2. Mobile Users, Devices and Applications

The number of mobile subscriptions is expected to grow to over 6 billion in 2012

worldwide. With less than 1 billion smartphone users today, the conversion cycle from

feature phones to smart devices has barely started, yet more than 15 Billion application

downloads have been registered on the Apple App Store and the Google Play Store.

Many wireless operators around the world have already faced highly publicized problems

due to network congestion:

• In January 2012, NTT Docomo suffered a major network issue that left 2.5 million

subscribers unable to make voice or data calls for about four and a half hours.

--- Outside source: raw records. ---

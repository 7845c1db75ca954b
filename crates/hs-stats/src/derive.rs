//! Derivation formulas applied after the time loop.
//!
//! Every function here is total over unknown inputs: a missing level,
//! length or capacity makes the derived value unknown instead of
//! failing the run. Results are returned at full precision; the row
//! builders round once at write time.

use hs_core::{Tolerances, clip, nearly_equal};

/// Filling of a vertical element as a percentage of the span between
/// `floor` and `ceiling`, clamped into `[0, 100]`. Unknown when either
/// bound is missing or the span is not positive.
pub fn filling_percentage(
    level: Option<f64>,
    floor: Option<f64>,
    ceiling: Option<f64>,
) -> Option<f64> {
    let (level, floor, ceiling) = (level?, floor?, ceiling?);
    let span = ceiling - floor;
    if span <= 0.0 {
        return None;
    }
    Some(100.0 * clip((level - floor) / span, 0.0, 1.0))
}

/// Filling of a sloped conduit: the two end fillings against their own
/// invert levels, each clamped into `[0, 1]`, averaged. Unknown when
/// any input is missing or the profile height is not positive.
pub fn span_filling(
    start_level: Option<f64>,
    end_level: Option<f64>,
    invert_start: Option<f64>,
    invert_end: Option<f64>,
    profile_height: Option<f64>,
) -> Option<f64> {
    let (start_level, end_level) = (start_level?, end_level?);
    let (invert_start, invert_end) = (invert_start?, invert_end?);
    let height = profile_height?;
    if height <= 0.0 {
        return None;
    }
    let fill_start = clip((start_level - invert_start) / height, 0.0, 1.0);
    let fill_end = clip((end_level - invert_end) / height, 0.0, 1.0);
    Some(100.0 * (fill_start + fill_end) / 2.0)
}

/// Head loss over a conduit in cm per metre of length. Unknown when the
/// head or length is missing or the length is not positive.
pub fn hydraulic_gradient(head: Option<f64>, length: Option<f64>) -> Option<f64> {
    let (head, length) = (head?, length?);
    if length <= 0.0 {
        return None;
    }
    Some(100.0 * head / length)
}

/// `value` as a percentage of `reference`. Unknown when either side is
/// missing or the reference is indistinguishable from zero.
pub fn percentage_of(value: Option<f64>, reference: Option<f64>) -> Option<f64> {
    let (value, reference) = (value?, reference?);
    if nearly_equal(reference, 0.0, Tolerances::default()) {
        return None;
    }
    Some(100.0 * value / reference)
}

/// Height of the highest known endpoint level above the crest. Unknown
/// when neither endpoint was ever observed or the crest is missing.
pub fn overfall_height(
    max_start: Option<f64>,
    max_end: Option<f64>,
    crest_level: Option<f64>,
) -> Option<f64> {
    let crest = crest_level?;
    let highest = match (max_start, max_end) {
        (Some(a), Some(b)) => a.max(b),
        (Some(a), None) => a,
        (None, Some(b)) => b,
        (None, None) => return None,
    };
    Some(highest - crest)
}
//! hs-series: read-only access to simulation result time series.
//!
//! A [`ResultSource`] exposes the raw per-step variables of a finished
//! hydraulic run (water levels, discharges, velocities, pump discharges)
//! together with the element tables that tie result-store positions back
//! to external model identifiers. Values come back as [`MaskedArray`]s so
//! dry or inactive elements stay distinguishable from real zeros.

pub mod json;
pub mod masked;
pub mod memory;
pub mod source;

pub use json::{load_results_json, save_results_json, ResultsDocument};
pub use masked::MaskedArray;
pub use memory::{MemoryResultSource, MemorySourceBuilder, VariableSeries};
pub use source::{FlowlineKind, ResultFlowline, ResultNode, ResultSource};

pub type SeriesResult<T> = Result<T, SeriesError>;

#[derive(thiserror::Error, Debug)]
pub enum SeriesError {
    #[error("I/O error: {0}")]
    Io(#[from] std::io::Error),

    #[error("JSON error: {0}")]
    Json(#[from] serde_json::Error),

    #[error("Unknown result variable: {0}")]
    UnknownVariable(String),

    #[error("Step {step} out of range for variable {variable} ({len} steps)")]
    StepOutOfRange {
        variable: String,
        step: usize,
        len: usize,
    },

    #[error("Element index {index} out of range (len={len})")]
    IndexOutOfRange { index: usize, len: usize },

    #[error("Length mismatch for {what}: expected {expected}, got {got}")]
    LengthMismatch {
        what: String,
        expected: usize,
        got: usize,
    },

    #[error("Invalid pump id key: {0}")]
    InvalidPumpKey(String),
}
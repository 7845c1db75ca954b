//! Pipe and weir statistics.
//!
//! Both tables are built in two stages. The base rows carry model
//! attributes and are written together with the flowline pass; the
//! derived fields (fillings, gradient, volume percentages, overfall)
//! are computed afterwards against the stored flowline figures, so they
//! agree with what a reader of `flowline_stats` sees.

use std::collections::HashMap;

use hs_core::round_opt;
use hs_model::NetworkModel;
use hs_store::{FlowlineStatsRow, PipeStatsRow, WeirStatsRow};
use tracing::{info, warn};

use crate::derive::{hydraulic_gradient, overfall_height, percentage_of, span_filling};
use crate::mapper::IdIndexMap;

/// Base `pipe_stats` rows: model attributes keyed by the pipe's
/// flowline-axis position. Pipes absent from the run are reported and
/// left out.
pub fn build_pipe_stats(model: &NetworkModel, lines: &IdIndexMap) -> Vec<PipeStatsRow> {
    let mut rows = Vec::with_capacity(model.pipes.len());
    for pipe in &model.pipes {
        let Some(index) = lines.get(pipe.line_id) else {
            warn!(id = %pipe.line_id, "no result for pipe, skipping");
            continue;
        };
        rows.push(PipeStatsRow {
            id: index as i64,
            code: pipe.code.clone(),
            display_name: pipe.display_name.clone(),
            sewerage_type: pipe.sewerage_type,
            invert_level_start: pipe.invert_level_start,
            invert_level_end: pipe.invert_level_end,
            profile_height: pipe
                .cross_section
                .as_ref()
                .and_then(|cs| cs.profile_height()),
            max_hydro_gradient: None,
            max_filling: None,
            end_filling: None,
        });
    }
    info!(
        pipes = rows.len(),
        skipped = model.pipes.len() - rows.len(),
        "built pipe base rows"
    );
    rows
}

/// Base `weir_stats` rows, keyed like the pipe rows.
pub fn build_weir_stats(model: &NetworkModel, lines: &IdIndexMap) -> Vec<WeirStatsRow> {
    let mut rows = Vec::with_capacity(model.weirs.len());
    for weir in &model.weirs {
        let Some(index) = lines.get(weir.line_id) else {
            warn!(id = %weir.line_id, "no result for weir, skipping");
            continue;
        };
        rows.push(WeirStatsRow {
            id: index as i64,
            code: weir.code.clone(),
            display_name: weir.display_name.clone(),
            crest_level: weir.crest_level,
            perc_volume: None,
            perc_volume_positive: None,
            perc_volume_negative: None,
            max_overfall_height: None,
        });
    }
    info!(
        weirs = rows.len(),
        skipped = model.weirs.len() - rows.len(),
        "built weir base rows"
    );
    rows
}

fn by_id(flowlines: &[FlowlineStatsRow]) -> HashMap<i64, &FlowlineStatsRow> {
    flowlines.iter().map(|row| (row.id, row)).collect()
}

/// Fills the gradient and filling fields of the pipe rows from the
/// stored flowline figures.
pub fn derive_pipe_stats(pipes: &mut [PipeStatsRow], flowlines: &[FlowlineStatsRow]) {
    let lines = by_id(flowlines);
    for pipe in pipes {
        let Some(line) = lines.get(&pipe.id) else {
            warn!(id = pipe.id, "pipe has no flowline statistics row");
            continue;
        };
        pipe.max_hydro_gradient = round_opt(
            hydraulic_gradient(line.max_waterlevel_head, line.abs_length),
            3,
        );
        pipe.max_filling = round_opt(
            span_filling(
                line.max_waterlevel_start,
                line.max_waterlevel_end,
                pipe.invert_level_start,
                pipe.invert_level_end,
                pipe.profile_height,
            ),
            3,
        );
        pipe.end_filling = round_opt(
            span_filling(
                line.end_waterlevel_start,
                line.end_waterlevel_end,
                pipe.invert_level_start,
                pipe.invert_level_end,
                pipe.profile_height,
            ),
            3,
        );
    }
}

/// Fills the volume percentages and overfall height of the weir rows.
///
/// Percentages are relative to the busiest weir of the run: the largest
/// cumulative discharge by magnitude for the total, the largest raw
/// value for each directional split.
pub fn derive_weir_stats(weirs: &mut [WeirStatsRow], flowlines: &[FlowlineStatsRow]) {
    let lines = by_id(flowlines);

    let mut max_cum: Option<f64> = None;
    let mut max_cum_pos: Option<f64> = None;
    let mut max_cum_neg: Option<f64> = None;
    for weir in weirs.iter() {
        let Some(line) = lines.get(&weir.id) else {
            continue;
        };
        if let Some(cum) = line.cum_discharge {
            let cum = cum.abs();
            max_cum = Some(max_cum.map_or(cum, |best| best.max(cum)));
        }
        if let Some(cum) = line.cum_discharge_positive {
            max_cum_pos = Some(max_cum_pos.map_or(cum, |best| best.max(cum)));
        }
        if let Some(cum) = line.cum_discharge_negative {
            max_cum_neg = Some(max_cum_neg.map_or(cum, |best| best.max(cum)));
        }
    }

    for weir in weirs {
        let Some(line) = lines.get(&weir.id) else {
            warn!(id = weir.id, "weir has no flowline statistics row");
            continue;
        };
        weir.perc_volume = round_opt(percentage_of(line.cum_discharge, max_cum), 2);
        weir.perc_volume_positive =
            round_opt(percentage_of(line.cum_discharge_positive, max_cum_pos), 2);
        weir.perc_volume_negative =
            round_opt(percentage_of(line.cum_discharge_negative, max_cum_neg), 2);
        weir.max_overfall_height = round_opt(
            overfall_height(
                line.max_waterlevel_start,
                line.max_waterlevel_end,
                weir.crest_level,
            ),
            3,
        );
    }
}
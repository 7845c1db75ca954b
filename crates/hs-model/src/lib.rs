//! hs-model: static network metadata format and validation.
//!
//! The network model names the manholes, pipes, weirs and pumps that
//! statistics are reported for, with the attributes the reporting joins
//! in: levels, crest heights, cross sections and pump capacities.

pub mod profile;
pub mod schema;
pub mod validate;

pub use schema::*;
pub use validate::{validate_model, ValidationError, LATEST_VERSION};

pub type ModelResult<T> = Result<T, ModelError>;

#[derive(thiserror::Error, Debug)]
pub enum ModelError {
    #[error("Validation error: {0}")]
    Validation(#[from] ValidationError),

    #[error("I/O error: {0}")]
    Io(#[from] std::io::Error),

    #[error("YAML error: {0}")]
    Yaml(#[from] serde_yaml::Error),

    #[error("JSON error: {0}")]
    Json(#[from] serde_json::Error),
}

pub fn load_yaml(path: &std::path::Path) -> ModelResult<NetworkModel> {
    let content = std::fs::read_to_string(path)?;
    let model: NetworkModel = serde_yaml::from_str(&content)?;
    validate_model(&model)?;
    Ok(model)
}

pub fn save_yaml(path: &std::path::Path, model: &NetworkModel) -> ModelResult<()> {
    validate_model(model)?;
    let content = serde_yaml::to_string(model)?;
    std::fs::write(path, content)?;
    Ok(())
}

pub fn load_json(path: &std::path::Path) -> ModelResult<NetworkModel> {
    let content = std::fs::read_to_string(path)?;
    let model: NetworkModel = serde_json::from_str(&content)?;
    validate_model(&model)?;
    Ok(model)
}

pub fn save_json(path: &std::path::Path, model: &NetworkModel) -> ModelResult<()> {
    validate_model(model)?;
    let content = serde_json::to_string_pretty(model)?;
    std::fs::write(path, content)?;
    Ok(())
}
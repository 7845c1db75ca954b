use clap::{Parser, Subcommand};
use hs_app::{query, AppResult, StatsJobOptions, StatsJobRequest};
use std::path::{Path, PathBuf};

#[derive(Parser)]
#[command(name = "hs-cli")]
#[command(about = "Hydrostat CLI - hydraulic network statistics tool", long_about = None)]
struct Cli {
    #[command(subcommand)]
    command: Commands,
}

#[derive(Subcommand)]
enum Commands {
    /// Validate a network model file
    Validate {
        /// Path to the model YAML or JSON file
        model_path: PathBuf,
    },
    /// Compute statistics from a results file into a SQLite store
    Run {
        /// Path to the model YAML or JSON file
        model_path: PathBuf,
        /// Path to the results JSON file
        results_path: PathBuf,
        /// Path to the statistics SQLite database
        store_path: PathBuf,
        /// Recompute even when inputs are unchanged
        #[arg(long)]
        force: bool,
    },
    /// Show which result variable fed each stored field
    Sources {
        /// Path to the statistics SQLite database
        store_path: PathBuf,
    },
    /// Show row counts per statistics table
    Summary {
        /// Path to the statistics SQLite database
        store_path: PathBuf,
    },
}

fn main() -> AppResult<()> {
    // Initialize tracing
    tracing_subscriber::fmt::init();

    let cli = Cli::parse();

    match cli.command {
        Commands::Validate { model_path } => cmd_validate(&model_path),
        Commands::Run {
            model_path,
            results_path,
            store_path,
            force,
        } => cmd_run(&model_path, &results_path, &store_path, force),
        Commands::Sources { store_path } => cmd_sources(&store_path),
        Commands::Summary { store_path } => cmd_summary(&store_path),
    }
}

fn cmd_validate(model_path: &Path) -> AppResult<()> {
    println!("Validating model: {}", model_path.display());
    let model = hs_app::load_network_model(model_path)?;
    let summary = hs_app::summarize_model(&model);
    println!("✓ Model '{}' is valid", summary.name);
    println!(
        "  Manholes: {}, Pipes: {}, Weirs: {}, Pumps: {}",
        summary.manhole_count, summary.pipe_count, summary.weir_count, summary.pump_count
    );
    Ok(())
}

fn cmd_run(
    model_path: &Path,
    results_path: &Path,
    store_path: &Path,
    force: bool,
) -> AppResult<()> {
    println!("Computing statistics into: {}", store_path.display());

    let request = StatsJobRequest {
        model_path,
        results_path,
        store_path,
        options: StatsJobOptions {
            force,
            ..StatsJobOptions::default()
        },
    };

    let response = hs_app::ensure_stats(&request)?;

    if response.skipped {
        println!(
            "✓ Inputs unchanged, keeping stored statistics: {}",
            response.fingerprint
        );
        if let Some(completed_at) = &response.completed_at {
            println!("  Last computed: {}", completed_at);
        }
        return Ok(());
    }

    println!("✓ Statistics computed: {}", response.fingerprint);
    if let Some(summary) = &response.summary {
        println!("  Manholes:  {}", summary.manholes);
        println!("  Flowlines: {}", summary.flowlines);
        println!("  Pipes:     {}", summary.pipes);
        println!("  Weirs:     {}", summary.weirs);
        println!("  Pumps:     {}", summary.pumps);
        println!("  Sources:   {}", summary.sources);
    }

    print_timing_summary(&response.timing);
    Ok(())
}

fn print_timing_summary(timing: &hs_app::JobTiming) {
    let total = timing.total_time_s.max(1.0e-12);
    let model_pct = 100.0 * timing.load_model_time_s / total;
    let results_pct = 100.0 * timing.load_results_time_s / total;
    let stats_pct = 100.0 * timing.stats_time_s / total;

    println!("\nTiming summary:");
    println!(
        "  Load model:   {:.3}s ({:.1}%)",
        timing.load_model_time_s, model_pct
    );
    println!(
        "  Load results: {:.3}s ({:.1}%)",
        timing.load_results_time_s, results_pct
    );
    println!(
        "  Statistics:   {:.3}s ({:.1}%)",
        timing.stats_time_s, stats_pct
    );
    println!("  Total:        {:.3}s", timing.total_time_s);
}

fn cmd_sources(store_path: &Path) -> AppResult<()> {
    let sources = query::list_stat_sources(store_path)?;

    if sources.is_empty() {
        println!("No stat sources recorded");
    } else {
        println!("Stat sources ({} rows):", sources.len());
        for row in sources {
            let origin = if row.from_aggregate {
                "aggregate"
            } else {
                "accumulated"
            };
            let timestep = row
                .timestep
                .map(|dt| format!("{:.1}s", dt))
                .unwrap_or_else(|| "-".to_string());
            println!(
                "  {}.{} <- {} ({}, timestep {})",
                row.table_name, row.field_name, row.input_param, origin, timestep
            );
        }
    }
    Ok(())
}

fn cmd_summary(store_path: &Path) -> AppResult<()> {
    let summary = query::summarize_store(store_path)?;

    println!("Statistics store: {}", store_path.display());
    for (table, count) in &summary.table_counts {
        println!("  {:<16} {:>6} rows", table, count);
    }
    if let Some(completed_at) = &summary.completed_at {
        println!("  Computed at: {}", completed_at);
    }
    if let Some(fingerprint) = &summary.fingerprint {
        println!("  Fingerprint: {}", fingerprint);
    }
    Ok(())
}
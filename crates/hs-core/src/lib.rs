//! hs-core: stable foundation for hydrostat.
//!
//! Contains:
//! - numeric (Real + tolerances + rounding/clipping helpers)
//! - ids (external model identifiers vs. result-store positions)
//! - error (shared error types)

pub mod error;
pub mod ids;
pub mod numeric;

// Re-exports: nice ergonomics for downstream crates
pub use error::{HsError, HsResult};
pub use ids::*;
pub use numeric::*;
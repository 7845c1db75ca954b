//! hs-store: SQLite persistence for network statistics.
//!
//! Only this crate talks to the database. One [`StatsStore`] owns the
//! connection; every table replacement, derived-field update and
//! provenance upsert runs inside its own transaction so a failed run
//! never leaves a table half-written.

pub mod rows;
pub mod store;

pub use rows::*;
pub use store::{StatsStore, STAT_TABLES};

pub type StoreResult<T> = Result<T, StoreError>;

#[derive(thiserror::Error, Debug)]
pub enum StoreError {
    #[error("SQLite error: {0}")]
    Sqlite(#[from] rusqlite::Error),

    #[error("Invalid store request: {what}")]
    Invalid { what: String },
}
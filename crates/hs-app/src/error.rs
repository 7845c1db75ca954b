//! Error types for the hs-app service layer.

use std::path::PathBuf;

/// Application error type that wraps errors from the backend crates
/// and provides a unified error interface for the CLI.
#[derive(Debug, thiserror::Error)]
pub enum AppError {
    #[error("Model error: {0}")]
    Model(String),

    #[error("Failed to read input file: {path}")]
    InputFileRead {
        path: PathBuf,
        source: std::io::Error,
    },

    #[error("Results error: {0}")]
    Results(String),

    #[error("Statistics error: {0}")]
    Stats(String),

    #[error("Store error: {0}")]
    Store(String),

    #[error("Invalid input: {0}")]
    InvalidInput(String),

    #[error("I/O error: {0}")]
    Io(#[from] std::io::Error),
}

/// Result type for hs-app operations.
pub type AppResult<T> = Result<T, AppError>;

// Conversions from backend error types
impl From<hs_model::ModelError> for AppError {
    fn from(err: hs_model::ModelError) -> Self {
        AppError::Model(err.to_string())
    }
}

impl From<hs_series::SeriesError> for AppError {
    fn from(err: hs_series::SeriesError) -> Self {
        AppError::Results(err.to_string())
    }
}

impl From<hs_stats::StatsError> for AppError {
    fn from(err: hs_stats::StatsError) -> Self {
        AppError::Stats(err.to_string())
    }
}

impl From<hs_store::StoreError> for AppError {
    fn from(err: hs_store::StoreError) -> Self {
        AppError::Store(err.to_string())
    }
}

• In November 2011, KDDI president Takashi Tanaka commented: “By 2014 data traffic is

predicted to overflow KDDI’s capacity even if we use LTE capacity as well as the 3G

capacity. This traffic issue is a top priority.”

• In October 2010, an Android Instant Messaging app launched on the Android Market

bought the T-Mobile network in the US to its knee.

• In 2010, O2 in the UK suffered a significant amount of dropped calls in the London area

and AT&T has found it very difficult to manage the iPhone data demands.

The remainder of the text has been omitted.